= Aim of the exercise =
Search term "SessionId": please copy every line of the records below that contains it.

= Collected data =
"""
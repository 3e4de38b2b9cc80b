//! The recorded identity and starting state of one session actor.

use crate::geom::{Rotation, Vec3};
use crate::id::ActorId;

/// The four-part appearance descriptor captured for an actor.
///
/// `data`, `cape`, and `geometry_data` are raw bytes from the host
/// (image pixels, geometry JSON) and are never interpreted here. The
/// codec embeds them base64-encoded so they survive the text container
/// intact.
#[derive(Clone, Debug, PartialEq, Eq)]
pub struct Skin {
    /// Host skin identifier.
    pub id: String,
    /// Primary skin image bytes.
    pub data: Vec<u8>,
    /// Cape image bytes (may be empty).
    pub cape: Vec<u8>,
    /// Geometry model name.
    pub geometry_name: String,
    /// Geometry definition bytes.
    pub geometry_data: Vec<u8>,
}

/// An actor's recorded identity, appearance, and starting pose.
///
/// Captured once when a session is assembled and persisted alongside
/// the entry store. At playback, one simulated actor is seeded from
/// each snapshot.
#[derive(Clone, Debug, PartialEq)]
pub struct ClientSnapshot {
    /// Identity of the recorded actor.
    pub actor: ActorId,
    /// Appearance descriptor.
    pub skin: Skin,
    /// Position at recording start.
    pub position: Vec3,
    /// View direction at recording start.
    pub rotation: Rotation,
    /// Display-name override for the playback actor.
    pub display_name: String,
    /// Whether the actor is currently being recorded.
    ///
    /// Transient session state; never persisted, always `false` after
    /// decode.
    recording: bool,
}

impl ClientSnapshot {
    /// Construct a snapshot. The recording flag starts cleared.
    pub fn new(
        actor: ActorId,
        skin: Skin,
        position: Vec3,
        rotation: Rotation,
        display_name: String,
    ) -> Self {
        Self {
            actor,
            skin,
            position,
            rotation,
            display_name,
            recording: false,
        }
    }

    /// Whether the actor is currently being recorded.
    pub fn is_recording(&self) -> bool {
        self.recording
    }

    /// Flip the transient recording flag.
    pub fn toggle_recording(&mut self) {
        self.recording = !self.recording;
    }

    /// Clear the transient recording flag.
    pub fn clear_recording(&mut self) {
        self.recording = false;
    }
}

#[cfg(test)]
mod tests {
    use super::*;

    fn snapshot() -> ClientSnapshot {
        ClientSnapshot::new(
            ActorId::from("steve"),
            Skin {
                id: "skin-1".to_string(),
                data: vec![0, 159, 146, 150],
                cape: Vec::new(),
                geometry_name: "geometry.humanoid".to_string(),
                geometry_data: b"{}".to_vec(),
            },
            Vec3::new(1.0, 64.0, -3.5),
            Rotation::new(90.0, 0.0),
            "Steve".to_string(),
        )
    }

    #[test]
    fn recording_flag_starts_cleared_and_toggles() {
        let mut snap = snapshot();
        assert!(!snap.is_recording());
        snap.toggle_recording();
        assert!(snap.is_recording());
        snap.toggle_recording();
        assert!(!snap.is_recording());
    }
}
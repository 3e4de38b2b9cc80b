//! Tracking of live recording sessions.

use indexmap::IndexMap;

use rewind_core::{SessionId, WorldId};

use crate::session::RecordSession;

/// Holds every live [`RecordSession`], keyed by session id.
///
/// The host keeps one registry and routes tick callbacks and events to
/// the sessions interested in them.
#[derive(Debug, Default)]
pub struct SessionRegistry {
    sessions: IndexMap<SessionId, RecordSession>,
}

impl SessionRegistry {
    /// An empty registry.
    pub fn new() -> Self {
        Self::default()
    }

    /// Track a session, returning its id.
    pub fn register(&mut self, session: RecordSession) -> SessionId {
        let id = session.id();
        self.sessions.insert(id, session);
        id
    }

    /// Look up a session by id.
    pub fn get(&self, id: SessionId) -> Option<&RecordSession> {
        self.sessions.get(&id)
    }

    /// Look up a session by id, mutably.
    pub fn get_mut(&mut self, id: SessionId) -> Option<&mut RecordSession> {
        self.sessions.get_mut(&id)
    }

    /// Stop tracking a session, handing it back for stop/save/discard.
    pub fn remove(&mut self, id: SessionId) -> Option<RecordSession> {
        self.sessions.shift_remove(&id)
    }

    /// Sessions currently capturing.
    pub fn recording(&self) -> impl Iterator<Item = &RecordSession> {
        self.sessions.values().filter(|s| s.is_recording())
    }

    /// Sessions currently capturing in one world, mutably.
    ///
    /// The per-world filter is what event routing uses: a block broken
    /// in the nether must not land in an overworld recording.
    pub fn recording_in_mut(
        &mut self,
        world: &WorldId,
    ) -> impl Iterator<Item = &mut RecordSession> + '_ {
        let world = world.clone();
        self.sessions
            .values_mut()
            .filter(move |s| s.is_recording() && *s.world() == world)
    }

    /// Number of tracked sessions.
    pub fn len(&self) -> usize {
        self.sessions.len()
    }

    /// Whether no sessions are tracked.
    pub fn is_empty(&self) -> bool {
        self.sessions.is_empty()
    }
}

#[cfg(test)]
mod tests {
    use super::*;
    use rewind_core::{ActorId, ClientSnapshot, Rotation, Skin, Vec3};

    fn session(world: &str, name: &str) -> RecordSession {
        let snap = ClientSnapshot::new(
            ActorId::from(name),
            Skin {
                id: format!("skin-{name}"),
                data: Vec::new(),
                cape: Vec::new(),
                geometry_name: String::new(),
                geometry_data: Vec::new(),
            },
            Vec3::zero(),
            Rotation::zero(),
            name.to_string(),
        );
        RecordSession::new(WorldId::from(world), vec![snap]).unwrap()
    }

    #[test]
    fn register_remove_round_trip() {
        let mut registry = SessionRegistry::new();
        let id = registry.register(session("overworld", "steve"));
        assert_eq!(registry.len(), 1);
        assert!(registry.get(id).is_some());
        assert!(registry.remove(id).is_some());
        assert!(registry.is_empty());
    }

    #[test]
    fn recording_filters_by_state_and_world() {
        let mut registry = SessionRegistry::new();
        let overworld = registry.register(session("overworld", "steve"));
        let nether = registry.register(session("nether", "alex"));
        registry.register(session("overworld", "idle"));

        registry.get_mut(overworld).unwrap().start().unwrap();
        registry.get_mut(nether).unwrap().start().unwrap();

        assert_eq!(registry.recording().count(), 2);
        let in_overworld: Vec<SessionId> = registry
            .recording_in_mut(&WorldId::from("overworld"))
            .map(|s| s.id())
            .collect();
        assert_eq!(in_overworld, vec![overworld]);
    }
}
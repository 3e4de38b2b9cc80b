//! Per-tick entry accumulation.

use rewind_core::DataEntry;

/// Collects the entries reported during the current tick.
///
/// The capture loop pushes entries as host events arrive, then flushes
/// the whole batch into the persist pipeline at tick end. Flushing an
/// empty buffer yields an empty batch; empty ticks are recorded too, so
/// playback keeps real time.
#[derive(Debug, Default)]
pub struct CaptureBuffer {
    entries: Vec<DataEntry>,
}

impl CaptureBuffer {
    /// An empty buffer.
    pub fn new() -> Self {
        Self::default()
    }

    /// Queue one entry for the current tick.
    pub fn push(&mut self, entry: DataEntry) {
        self.entries.push(entry);
    }

    /// Number of entries queued for the current tick.
    pub fn len(&self) -> usize {
        self.entries.len()
    }

    /// Whether no entries are queued.
    pub fn is_empty(&self) -> bool {
        self.entries.is_empty()
    }

    /// Take the queued entries, leaving the buffer ready for the next
    /// tick.
    pub fn flush(&mut self) -> Vec<DataEntry> {
        std::mem::take(&mut self.entries)
    }
}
"""
= Response =
use rewind_core::{SessionId, WorldId};
    sessions: IndexMap<SessionId, RecordSession>,
    pub fn register(&mut self, session: RecordSession) -> SessionId {
    pub fn get(&self, id: SessionId) -> Option<&RecordSession> {
    pub fn get_mut(&mut self, id: SessionId) -> Option<&mut RecordSession> {
    pub fn remove(&mut self, id: SessionId) -> Option<RecordSession> {
        let in_overworld: Vec<SessionId> = registry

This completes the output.